_Exercise requirements_: Restate the records below word for word.

(Source records)

--- START ---

//! Resolution of a validated [`BenchConfig`] into run-ready values.

use std::path::{Path, PathBuf};

use litax_common::Frequency;
use litax_sim::{SimConfig, TestbenchConfig, Timescale, TraceConfig, WaveformOutputFormat};

use crate::error::ConfigError;
use crate::loader::{parse_frequency, parse_timescale};
use crate::types::{BenchConfig, TraceFormat};

/// A testbench configuration with every string parsed and every default applied.
#[derive(Debug, Clone, PartialEq)]
pub struct ResolvedBench {
    /// The project name.
    pub name: String,
    /// Top-level module name.
    pub top: String,
    /// System clock frequency.
    pub clock: Frequency,
    /// Tick index at which reset is released.
    pub reset_release_tick: u64,
    /// Clock toggles to run.
    pub ticks: u64,
    /// Waveform output, or `None` when tracing is disabled.
    pub trace: Option<ResolvedTrace>,
    /// ADC word width.
    pub num_bits: u32,
    /// FSK data bits per burst.
    pub bits: usize,
    /// Symbol rate.
    pub baud: u32,
    /// Tone for a `1` bit.
    pub mark: Frequency,
    /// Tone for a `0` bit.
    pub space: Frequency,
    /// Seed for the data bits, if fixed.
    pub seed: Option<u64>,
}

/// Trace settings with the output path anchored to the project directory.
#[derive(Debug, Clone, PartialEq)]
pub struct ResolvedTrace {
    /// Output file.
    pub path: PathBuf,
    /// On-disk format.
    pub format: WaveformOutputFormat,
    /// Hierarchy depth to trace.
    pub levels: u32,
    /// Duration of one tick.
    pub timescale: Timescale,
}

/// Resolves `config`, anchoring a relative trace path at `project_dir`.
///
/// Without an explicit `[run] ticks`, the run lasts for one whole burst:
/// two ticks per clock cycle, `clock / baud` cycles per bit, `bits` bits.
pub fn resolve_bench(config: &BenchConfig, project_dir: &Path) -> Result<ResolvedBench, ConfigError> {
    let clock = parse_frequency("clock.frequency", &config.clock.frequency)?;
    let mark = parse_frequency("modem.mark", &config.modem.mark)?;
    let space = parse_frequency("modem.space", &config.modem.space)?;

    let ticks = match config.run.ticks {
        Some(ticks) => ticks,
        None => burst_ticks(clock, config.modem.bits, config.modem.baud)?,
    };

    let trace = if config.trace.enabled {
        let path = Path::new(&config.trace.path);
        Some(ResolvedTrace {
            path: if path.is_absolute() {
                path.to_path_buf()
            } else {
                project_dir.join(path)
            },
            format: match config.trace.format {
                TraceFormat::Vcd => WaveformOutputFormat::Vcd,
                TraceFormat::VcdGz => WaveformOutputFormat::VcdGz,
            },
            levels: config.trace.levels,
            timescale: parse_timescale(&config.trace.timescale)?,
        })
    } else {
        None
    };

    Ok(ResolvedBench {
        name: config.project.name.clone(),
        top: config.project.top.clone(),
        clock,
        reset_release_tick: config.reset.release_tick,
        ticks,
        trace,
        num_bits: config.adc.num_bits,
        bits: config.modem.bits,
        baud: config.modem.baud,
        mark,
        space,
        seed: config.modem.seed,
    })
}

/// Ticks needed to clock out `bits` symbols; a fractional bound rounds up.
fn burst_ticks(clock: Frequency, bits: usize, baud: u32) -> Result<u64, ConfigError> {
    if baud == 0 {
        return Err(ConfigError::ValidationError(
            "modem.baud must be positive".to_string(),
        ));
    }
    let ticks = (2.0 * bits as f64 * clock.hz() / f64::from(baud)).ceil();
    Ok(ticks as u64)
}

impl ResolvedBench {
    /// The driver settings for this bench.
    pub fn sim_config(&self) -> SimConfig {
        SimConfig {
            testbench: TestbenchConfig {
                max_ticks: self.ticks,
                reset_release_tick: self.reset_release_tick,
            },
            trace: self.trace.as_ref().map(|t| TraceConfig {
                path: t.path.clone(),
                format: t.format,
                levels: t.levels,
                timescale: t.timescale,
            }),
        }
    }
}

--- END ---

_Solution for this task_:
//! Resolution of a validated [`BenchConfig`] into run-ready values.

use std::path::{Path, PathBuf};

use litax_common::Frequency;
use litax_sim::{SimConfig, TestbenchConfig, Timescale, TraceConfig, WaveformOutputFormat};

use crate::error::ConfigError;
use crate::loader::{parse_frequency, parse_timescale};
use crate::types::{BenchConfig, TraceFormat};

/// A testbench configuration with every string parsed and every default applied.
#[derive(Debug, Clone, PartialEq)]
pub struct ResolvedBench {
    /// The project name.
    pub name: String,
    /// Top-level module name.
    pub top: String,
    /// System clock frequency.
    pub clock: Frequency,
    /// Tick index at which reset is released.
    pub reset_release_tick: u64,
    /// Clock toggles to run.
    pub ticks: u64,
    /// Waveform output, or `None` when tracing is disabled.
    pub trace: Option<ResolvedTrace>,
    /// ADC word width.
    pub num_bits: u32,
    /// FSK data bits per burst.
    pub bits: usize,
    /// Symbol rate.
    pub baud: u32,
    /// Tone for a `1` bit.
    pub mark: Frequency,
    /// Tone for a `0` bit.
    pub space: Frequency,
    /// Seed for the data bits, if fixed.
    pub seed: Option<u64>,
}

/// Trace settings with the output path anchored to the project directory.
#[derive(Debug, Clone, PartialEq)]
pub struct ResolvedTrace {
    /// Output file.
    pub path: PathBuf,
    /// On-disk format.
    pub format: WaveformOutputFormat,
    /// Hierarchy depth to trace.
    pub levels: u32,
    /// Duration of one tick.
    pub timescale: Timescale,
}

/// Resolves `config`, anchoring a relative trace path at `project_dir`.
///
/// Without an explicit `[run] ticks`, the run lasts for one whole burst:
/// two ticks per clock cycle, `clock / baud` cycles per bit, `bits` bits.
pub fn resolve_bench(config: &BenchConfig, project_dir: &Path) -> Result<ResolvedBench, ConfigError> {
    let clock = parse_frequency("clock.frequency", &config.clock.frequency)?;
    let mark = parse_frequency("modem.mark", &config.modem.mark)?;
    let space = parse_frequency("modem.space", &config.modem.space)?;

    let ticks = match config.run.ticks {
        Some(ticks) => ticks,
        None => burst_ticks(clock, config.modem.bits, config.modem.baud)?,
    };

    let trace = if config.trace.enabled {
        let path = Path::new(&config.trace.path);
        Some(ResolvedTrace {
            path: if path.is_absolute() {
                path.to_path_buf()
            } else {
                project_dir.join(path)
            },
            format: match config.trace.format {
                TraceFormat::Vcd => WaveformOutputFormat::Vcd,
                TraceFormat::VcdGz => WaveformOutputFormat::VcdGz,
            },
            levels: config.trace.levels,
            timescale: parse_timescale(&config.trace.timescale)?,
        })
    } else {
        None
    };

    Ok(ResolvedBench {
        name: config.project.name.clone(),
        top: config.project.top.clone(),
        clock,
        reset_release_tick: config.reset.release_tick,
        ticks,
        trace,
        num_bits: config.adc.num_bits,
        bits: config.modem.bits,
        baud: config.modem.baud,
        mark,
        space,
        seed: config.modem.seed,
    })
}

/// Ticks needed to clock out `bits` symbols; a fractional bound rounds up.
fn burst_ticks(clock: Frequency, bits: usize, baud: u32) -> Result<u64, ConfigError> {
    if baud == 0 {
        return Err(ConfigError::ValidationError(
            "modem.baud must be positive".to_string(),
        ));
    }
    let ticks = (2.0 * bits as f64 * clock.hz() / f64::from(baud)).ceil();
    Ok(ticks as u64)
}

impl ResolvedBench {
    /// The driver settings for this bench.
    pub fn sim_config(&self) -> SimConfig {
        SimConfig {
            testbench: TestbenchConfig {
                max_ticks: self.ticks,
                reset_release_tick: self.reset_release_tick,
            },
            trace: self.trace.as_ref().map(|t| TraceConfig {
                path: t.path.clone(),
                format: t.format,
                levels: t.levels,
                timescale: t.timescale,
            }),
        }
    }
}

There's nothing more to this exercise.